At sight of the youth in travelling dress, he said harshly: “What do you want? My master is sick and receives no one.” With these words he slammed the door so that the whole house shook. Lycon signed to Paegnion, who knocked again. “My good fellow,” he called, “announce me to your master. Tell him I am Lycon the Athenian, son of Megacles, and that I bring a greeting and message from Phorion, who was his guest a short time ago.” The door-keeper went grumbling away. At last he returned, opened the door, and said in a milder tone:

“Come in, he’ll speak to you.”

Sending away the boy with the hired horse, Lycon entered the dwelling. Anxious as he felt, he noticed that the appearance of the vestibule agreed exactly with Phorion’s description. There was dirt and disorder in every corner.

While crossing the peristyle, Lycon addressed a few words to Paegnion. At the sound of his voice a young girl who was just gliding into the women’s apartment, stopped, turned her head, and fixed upon him a look of wonder and surprise, but ere he had time to notice her she had vanished through the door. He had only caught a glimpse of a blue robe and a pair of questioning dark eyes. Was it Myrtale, whom he had last seen as a child, and with whom he had often played in the garden and at Simonides’ country-seat?
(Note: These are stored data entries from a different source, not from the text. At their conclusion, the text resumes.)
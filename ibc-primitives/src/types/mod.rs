mod error;
mod signer;
mod timestamp;

pub use error::*;
pub use signer::*;
pub use timestamp::*;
Absorbed in these thoughts, Lycon had walked so rapidly towards the room usually occupied by the master of the house that old Satyrus, the door-keeper, found it hard to keep up with him.

“Queer!” he muttered, “though you are a stranger, one would suppose you knew the house.”

Lycon saw that he had been on the point of betraying himself, but he was quick-witted.

“Of course I know the house, my good fellow,” he replied smiling“—from my friend Phorion’s description.”

IV.

Simonides was just breakfasting. On seeing how weak and feeble he had become, Lycon could scarcely control his emotion, and it cut him to the heart when he saw the crooked mouth—the mark paralysis had stamped upon him for life.